Recently, Chinese display manufacturers have even claimed that their smartphone OLED panels surpass those of Samsung Display, S. Korea’s leading OLED producer, in terms of brightness and thinness.

In response, Samsung Display is preparing to unveil a major technological breakthrough at the world’s largest mobile exhibition, the Mobile World Congress (MWC) 2025, in March: a polarizer-free OLED display based on On-Cell Film (OCF) technology.

OLED panels typically suffer from reduced image quality due to light reflection. To counter this, a polarizer—a thin, opaque plastic sheet—is usually applied to the panel to minimize reflections. However, this process causes over a 50% drop in brightness, reducing optical efficiency.

To counter this limitation, Samsung Display set out to eliminate the polarizer entirely and instead use a color filter to enhance color clarity and lower power consumption. In 2021, the company became the first in the industry to commercialize this OCF-based OLED technology under the name “Eco² OLED.”.

The technology replaces the polarizer with a black pixel define layer (BPDL) and a color filter, increasing light transmittance while reducing power consumption and overall thickness. By developing a new panel layering structure to block external reflections, Samsung Display improved light transmittance by 33% and cut power consumption by up to 25%. While the manufacturing process is more complex, the company has leveraged its extensive OLED production expertise to stabilize yields quickly.

Samsung’s OCF-based OLED technology first appeared in the foldable display of the Galaxy Z Fold 3 and was crucial in enabling under-panel camera (UPC) technology, which places the camera module beneath the display.

“With improved light transmittance, the display allows more light to reach the camera module, making UPC technology possible,” a Samsung Display official said.

Following Samsung’s introduction of the technology in 2021, Chinese manufacturers began developing similar technologies. However, Samsung Display’s mass production quality is still considered the industry’s best.

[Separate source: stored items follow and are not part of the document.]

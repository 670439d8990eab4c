//! Hybrid context retrieval used by the answer agent.

use crate::embeddings::EmbeddingProvider;
use crate::index::{HybridIndex, HybridQuery};
use crate::sparse::Bm25Encoder;
use ragline_core::{AppError, AppResult};
use std::path::PathBuf;
use std::sync::Arc;
use tokio::sync::OnceCell;

/// Separator placed between retrieved passages.
pub const CONTEXT_SEPARATOR: &str = "\n\n---\n\n";

pub const DEFAULT_TOP_K: usize = 4;

/// Turns a query into the concatenated text of the best matching chunks.
///
/// The BM25 model is read from `encoder_path` on first use and kept for the
/// lifetime of the tool. A failed load is retried on the next call.
pub struct RetrievalTool {
    encoder: OnceCell<Arc<Bm25Encoder>>,
    encoder_path: PathBuf,
    embedder: Arc<dyn EmbeddingProvider>,
    index: Arc<dyn HybridIndex>,
    top_k: usize,
}

impl RetrievalTool {
    pub fn new(
        encoder_path: PathBuf,
        embedder: Arc<dyn EmbeddingProvider>,
        index: Arc<dyn HybridIndex>,
    ) -> Self {
        Self {
            encoder: OnceCell::new(),
            encoder_path,
            embedder,
            index,
            top_k: DEFAULT_TOP_K,
        }
    }

    /// Use an already loaded encoder instead of reading it from disk.
    pub fn with_encoder(self, encoder: Arc<Bm25Encoder>) -> Self {
        Self {
            encoder: OnceCell::new_with(Some(encoder)),
            ..self
        }
    }

    pub fn with_top_k(mut self, top_k: usize) -> Self {
        self.top_k = top_k.max(1);
        self
    }

    pub fn top_k(&self) -> usize {
        self.top_k
    }

    async fn encoder(&self) -> AppResult<Arc<Bm25Encoder>> {
        self.encoder
            .get_or_try_init(|| async {
                let encoder = Bm25Encoder::load(&self.encoder_path)?;
                tracing::info!(
                    "Loaded BM25 encoder ({} terms) from {:?}",
                    encoder.vocabulary_size(),
                    self.encoder_path
                );
                Ok::<_, AppError>(Arc::new(encoder))
            })
            .await
            .cloned()
    }

    /// Retrieve context for `query`.
    ///
    /// Failures are logged and yield an empty string so the agent can still
    /// answer without context.
    pub async fn retrieve(&self, query: &str) -> String {
        match self.try_retrieve(query).await {
            Ok(context) => context,
            Err(e) => {
                tracing::warn!("Retrieval failed for query {:?}: {}", query, e);
                String::new()
            }
        }
    }

    #[tracing::instrument(skip(self), fields(top_k = self.top_k))]
    pub async fn try_retrieve(&self, query: &str) -> AppResult<String> {
        let encoder = self.encoder().await.map_err(as_retrieval)?;
        let sparse = encoder.encode_queries(query);
        let dense = self
            .embedder
            .embed_query(query)
            .await
            .map_err(as_retrieval)?;

        let results = self
            .index
            .query(&HybridQuery {
                dense,
                sparse,
                top_k: self.top_k,
            })
            .await
            .map_err(as_retrieval)?;

        tracing::debug!(
            "Retrieved {} passages (top score: {:?})",
            results.len(),
            results.first().map(|r| r.score)
        );

        Ok(results
            .into_iter()
            .map(|r| r.text)
            .collect::<Vec<_>>()
            .join(CONTEXT_SEPARATOR))
    }
}

fn as_retrieval(e: AppError) -> AppError {
    match e {
        AppError::Retrieval(_) => e,
        other => AppError::Retrieval(other.to_string()),
    }
}
//! Configuration management for ragline.
//!
//! Configuration is merged from several sources, later ones winning:
//! - Built-in defaults
//! - Config file (`.ragline/config.yaml` or `RAGLINE_CONFIG`)
//! - Environment variables
//! - Command-line flags
//!
//! State produced by ingestion (encoder artifact, local index) lives under
//! `<workspace>/.ragline/` unless configured otherwise.

use serde::{Deserialize, Serialize};
use std::path::{Path, PathBuf};

use crate::error::{AppError, AppResult};

/// LLM providers that can drive the answer agent.
pub const LLM_PROVIDERS: [&str; 2] = ["gemini", "ollama"];

/// Providers that can produce dense embeddings.
pub const EMBEDDING_PROVIDERS: [&str; 3] = ["gemini", "ollama", "mock"];

/// Main application configuration.
#[derive(Debug, Clone, Serialize, Deserialize)]
pub struct AppConfig {
    /// Path to the workspace root (contains .ragline/)
    pub workspace: PathBuf,

    /// Optional config file path
    pub config_file: Option<PathBuf>,

    /// LLM provider ("gemini" or "ollama")
    pub provider: String,

    /// Chat model identifier
    pub model: String,

    /// API key for Gemini (chat and embeddings)
    pub api_key: Option<String>,

    /// Custom LLM endpoint
    pub llm_endpoint: Option<String>,

    /// Log level override
    pub log_level: Option<String>,

    /// Verbose mode (enables debug logging)
    pub verbose: bool,

    /// Disable colored output
    pub no_color: bool,

    /// Emit logs as JSON lines
    pub log_json: bool,

    /// Ingestion and retrieval settings
    pub knowledge: KnowledgeSettings,

    /// Hybrid index settings
    pub index: IndexSettings,

    /// HTTP server and agent settings
    pub server: ServerSettings,
}

/// Ingestion and retrieval settings.
#[derive(Debug, Clone, Serialize, Deserialize, PartialEq)]
#[serde(default, rename_all = "camelCase")]
pub struct KnowledgeSettings {
    /// Directory holding the source PDFs
    pub documents_path: Option<PathBuf>,

    /// JSONL metadata file; defaults to `<documents>/metadata.jsonl`
    pub metadata_path: Option<PathBuf>,

    /// Target chunk size in characters
    pub chunk_size: usize,

    /// Overlap between consecutive chunks in characters
    pub chunk_overlap: usize,

    /// Chunks shorter than this (after trimming) are discarded
    pub min_chunk_chars: usize,

    /// Records per upsert batch
    pub batch_size: usize,

    /// Passages returned by the retrieval tool
    pub top_k: usize,

    /// Location of the fitted BM25 artifact
    pub encoder_path: Option<PathBuf>,

    /// Dense embedding provider ("gemini", "ollama", "mock")
    pub embedding_provider: String,

    /// Dense embedding model
    pub embedding_model: String,

    /// Dense vector length
    pub embedding_dimensions: usize,

    /// Custom embedding endpoint
    pub embedding_endpoint: Option<String>,
}

impl Default for KnowledgeSettings {
    fn default() -> Self {
        Self {
            documents_path: None,
            metadata_path: None,
            chunk_size: 1000,
            chunk_overlap: 200,
            min_chunk_chars: 10,
            batch_size: 100,
            top_k: 4,
            encoder_path: None,
            embedding_provider: "gemini".to_string(),
            embedding_model: "gemini-embedding-001".to_string(),
            embedding_dimensions: 3072,
            embedding_endpoint: None,
        }
    }
}

/// Hybrid index settings.
#[derive(Debug, Clone, Serialize, Deserialize, PartialEq)]
#[serde(default, rename_all = "camelCase")]
pub struct IndexSettings {
    /// Index name
    pub name: String,

    /// Storage backend ("lancedb" or "memory")
    pub backend: String,

    /// LanceDB directory; defaults to `<workspace>/.ragline/index`
    pub uri: Option<PathBuf>,

    /// Dense similarity metric ("dotproduct" or "cosine")
    pub metric: String,

    /// Weight of the dense score in the fused score
    pub alpha: f32,

    /// Attempts per upsert batch before giving up
    pub upload_retries: u32,
}

impl Default for IndexSettings {
    fn default() -> Self {
        Self {
            name: "isi-data-hybrid".to_string(),
            backend: "lancedb".to_string(),
            uri: None,
            metric: "dotproduct".to_string(),
            alpha: 0.5,
            upload_retries: 3,
        }
    }
}

/// HTTP server and agent settings.
#[derive(Debug, Clone, Serialize, Deserialize, PartialEq)]
#[serde(default, rename_all = "camelCase")]
pub struct ServerSettings {
    /// Listen address
    pub bind: String,

    /// Tool-calling rounds before the agent must answer
    pub max_tool_rounds: usize,

    /// Buffered answer fragments per request
    pub channel_capacity: usize,
}

impl Default for ServerSettings {
    fn default() -> Self {
        Self {
            bind: "0.0.0.0:8000".to_string(),
            max_tool_rounds: 4,
            channel_capacity: 32,
        }
    }
}

/// Full configuration file structure.
#[derive(Debug, Clone, Default, Serialize, Deserialize)]
struct ConfigFile {
    llm: Option<LlmSection>,
    workspace: Option<WorkspaceSection>,
    logging: Option<LoggingSection>,
    knowledge: Option<KnowledgeSettings>,
    index: Option<IndexSettings>,
    server: Option<ServerSettings>,
}

#[derive(Debug, Clone, Serialize, Deserialize)]
#[serde(rename_all = "camelCase")]
struct LlmSection {
    provider: Option<String>,
    model: Option<String>,
    endpoint: Option<String>,
    api_key_env: Option<String>,
}

#[derive(Debug, Clone, Serialize, Deserialize)]
struct WorkspaceSection {
    path: Option<String>,
}

#[derive(Debug, Clone, Serialize, Deserialize)]
struct LoggingSection {
    level: Option<String>,
    color: Option<bool>,
    json: Option<bool>,
}

impl Default for AppConfig {
    fn default() -> Self {
        Self {
            workspace: std::env::current_dir().unwrap_or_else(|_| PathBuf::from(".")),
            config_file: None,
            provider: "gemini".to_string(),
            model: "gemini-2.5-flash-lite".to_string(),
            api_key: None,
            llm_endpoint: None,
            log_level: None,
            verbose: false,
            no_color: false,
            log_json: false,
            knowledge: KnowledgeSettings::default(),
            index: IndexSettings::default(),
            server: ServerSettings::default(),
        }
    }
}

Its OCF-based OLED panels have been exclusively supplied for high-profile devices, including the Galaxy Z Fold 3, Galaxy Z Fold 5, Xiaomi Mix Fold 3, Vivo X Fold 2, and Google Pixel Fold.

Samsung Display is also expanding OCF OLED technology into laptops. At the Consumer Electronics Show (CES) 2025 in January, Lenovo unveiled the ThinkBook Plus G6 Rollable, featuring Samsung’s OLED display.